# Given information
________________________________________

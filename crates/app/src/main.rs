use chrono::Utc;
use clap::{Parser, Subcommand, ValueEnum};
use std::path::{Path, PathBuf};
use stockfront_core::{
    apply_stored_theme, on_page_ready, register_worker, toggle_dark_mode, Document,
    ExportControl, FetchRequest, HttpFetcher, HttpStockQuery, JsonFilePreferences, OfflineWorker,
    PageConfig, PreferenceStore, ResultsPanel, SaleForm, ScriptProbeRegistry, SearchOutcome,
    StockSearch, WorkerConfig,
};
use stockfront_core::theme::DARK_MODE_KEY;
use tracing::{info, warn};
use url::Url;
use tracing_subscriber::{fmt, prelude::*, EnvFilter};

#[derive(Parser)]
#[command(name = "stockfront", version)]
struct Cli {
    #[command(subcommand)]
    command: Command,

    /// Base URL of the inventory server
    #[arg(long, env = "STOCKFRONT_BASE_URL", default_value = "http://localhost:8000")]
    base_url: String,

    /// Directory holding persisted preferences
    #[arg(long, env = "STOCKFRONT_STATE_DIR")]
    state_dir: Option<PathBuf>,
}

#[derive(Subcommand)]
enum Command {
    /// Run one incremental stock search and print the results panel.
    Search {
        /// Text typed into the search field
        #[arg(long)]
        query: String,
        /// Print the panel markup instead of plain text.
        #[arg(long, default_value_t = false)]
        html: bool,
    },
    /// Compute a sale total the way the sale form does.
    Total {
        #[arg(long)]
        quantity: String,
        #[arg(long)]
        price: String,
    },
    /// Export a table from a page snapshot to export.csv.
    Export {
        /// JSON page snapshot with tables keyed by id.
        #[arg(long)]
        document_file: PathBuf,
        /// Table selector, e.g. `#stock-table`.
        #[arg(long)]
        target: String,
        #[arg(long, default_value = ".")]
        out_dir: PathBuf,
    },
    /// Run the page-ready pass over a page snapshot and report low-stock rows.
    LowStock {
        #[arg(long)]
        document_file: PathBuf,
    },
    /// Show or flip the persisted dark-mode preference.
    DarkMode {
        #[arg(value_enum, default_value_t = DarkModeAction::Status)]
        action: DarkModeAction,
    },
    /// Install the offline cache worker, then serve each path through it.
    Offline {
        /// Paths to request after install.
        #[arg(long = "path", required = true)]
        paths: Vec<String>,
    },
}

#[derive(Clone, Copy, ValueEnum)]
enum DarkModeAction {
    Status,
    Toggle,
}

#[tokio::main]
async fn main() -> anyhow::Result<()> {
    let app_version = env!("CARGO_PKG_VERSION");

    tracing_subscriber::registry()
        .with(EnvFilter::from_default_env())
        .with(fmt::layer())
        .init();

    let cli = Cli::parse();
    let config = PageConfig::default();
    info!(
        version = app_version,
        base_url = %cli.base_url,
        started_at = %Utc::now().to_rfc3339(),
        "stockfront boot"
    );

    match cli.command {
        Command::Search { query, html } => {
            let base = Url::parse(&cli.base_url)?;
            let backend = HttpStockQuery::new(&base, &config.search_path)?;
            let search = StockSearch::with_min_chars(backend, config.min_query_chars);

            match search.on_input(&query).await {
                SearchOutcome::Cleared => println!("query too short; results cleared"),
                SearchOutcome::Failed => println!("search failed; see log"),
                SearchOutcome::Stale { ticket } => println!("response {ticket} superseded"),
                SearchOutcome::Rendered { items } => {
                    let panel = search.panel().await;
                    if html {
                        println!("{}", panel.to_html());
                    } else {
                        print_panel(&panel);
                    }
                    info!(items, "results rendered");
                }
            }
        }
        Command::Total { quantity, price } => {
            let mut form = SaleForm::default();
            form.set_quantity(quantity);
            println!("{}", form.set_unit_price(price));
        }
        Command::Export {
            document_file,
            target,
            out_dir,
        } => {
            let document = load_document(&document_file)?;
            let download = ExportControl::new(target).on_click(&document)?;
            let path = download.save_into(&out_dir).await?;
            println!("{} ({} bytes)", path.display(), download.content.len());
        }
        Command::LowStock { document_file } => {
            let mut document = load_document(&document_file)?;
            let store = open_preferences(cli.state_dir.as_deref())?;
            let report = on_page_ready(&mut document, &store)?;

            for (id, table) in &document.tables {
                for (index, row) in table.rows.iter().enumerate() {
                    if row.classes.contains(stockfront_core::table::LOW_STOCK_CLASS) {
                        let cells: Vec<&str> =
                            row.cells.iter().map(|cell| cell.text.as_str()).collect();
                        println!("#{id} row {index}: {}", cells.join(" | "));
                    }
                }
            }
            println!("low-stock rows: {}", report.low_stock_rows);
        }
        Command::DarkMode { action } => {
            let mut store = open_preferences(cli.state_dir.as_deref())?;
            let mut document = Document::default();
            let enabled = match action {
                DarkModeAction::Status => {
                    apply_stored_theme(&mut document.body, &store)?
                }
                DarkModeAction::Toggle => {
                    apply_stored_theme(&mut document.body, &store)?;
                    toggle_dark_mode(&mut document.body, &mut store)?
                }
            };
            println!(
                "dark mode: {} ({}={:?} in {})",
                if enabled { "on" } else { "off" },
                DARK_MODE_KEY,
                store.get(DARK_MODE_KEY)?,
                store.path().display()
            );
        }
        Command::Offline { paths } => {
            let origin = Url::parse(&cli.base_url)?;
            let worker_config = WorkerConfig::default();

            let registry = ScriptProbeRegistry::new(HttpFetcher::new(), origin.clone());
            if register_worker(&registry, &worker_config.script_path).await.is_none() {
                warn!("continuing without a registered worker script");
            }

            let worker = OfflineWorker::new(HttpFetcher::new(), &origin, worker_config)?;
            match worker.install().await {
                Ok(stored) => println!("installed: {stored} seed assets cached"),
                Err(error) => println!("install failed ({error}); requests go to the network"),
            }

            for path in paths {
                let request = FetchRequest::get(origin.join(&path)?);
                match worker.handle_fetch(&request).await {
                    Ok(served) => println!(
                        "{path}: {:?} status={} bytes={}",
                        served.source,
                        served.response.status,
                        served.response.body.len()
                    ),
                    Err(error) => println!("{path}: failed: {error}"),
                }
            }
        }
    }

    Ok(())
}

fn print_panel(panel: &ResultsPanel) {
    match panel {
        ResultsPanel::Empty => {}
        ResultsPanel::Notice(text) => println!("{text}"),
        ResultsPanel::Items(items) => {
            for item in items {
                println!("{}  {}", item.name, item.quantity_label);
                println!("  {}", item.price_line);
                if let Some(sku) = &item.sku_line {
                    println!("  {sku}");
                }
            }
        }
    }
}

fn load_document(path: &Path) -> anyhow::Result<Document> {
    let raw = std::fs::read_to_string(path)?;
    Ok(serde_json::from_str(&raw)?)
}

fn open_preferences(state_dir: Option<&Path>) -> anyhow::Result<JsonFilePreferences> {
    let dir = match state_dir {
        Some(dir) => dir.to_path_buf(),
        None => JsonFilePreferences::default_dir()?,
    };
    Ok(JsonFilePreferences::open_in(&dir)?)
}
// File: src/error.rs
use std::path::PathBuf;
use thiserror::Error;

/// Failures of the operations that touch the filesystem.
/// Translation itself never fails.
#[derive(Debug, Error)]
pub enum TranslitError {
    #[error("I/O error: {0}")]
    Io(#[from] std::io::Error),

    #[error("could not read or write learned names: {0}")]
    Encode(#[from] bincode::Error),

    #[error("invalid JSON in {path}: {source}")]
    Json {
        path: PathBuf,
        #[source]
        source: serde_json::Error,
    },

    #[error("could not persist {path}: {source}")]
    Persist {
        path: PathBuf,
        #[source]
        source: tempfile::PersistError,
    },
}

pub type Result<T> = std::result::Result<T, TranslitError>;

________________________________________

What lines of the listing above hold "WorkerConfig"? Copy all of them.

    StockSearch, WorkerConfig,
            let worker_config = WorkerConfig::default();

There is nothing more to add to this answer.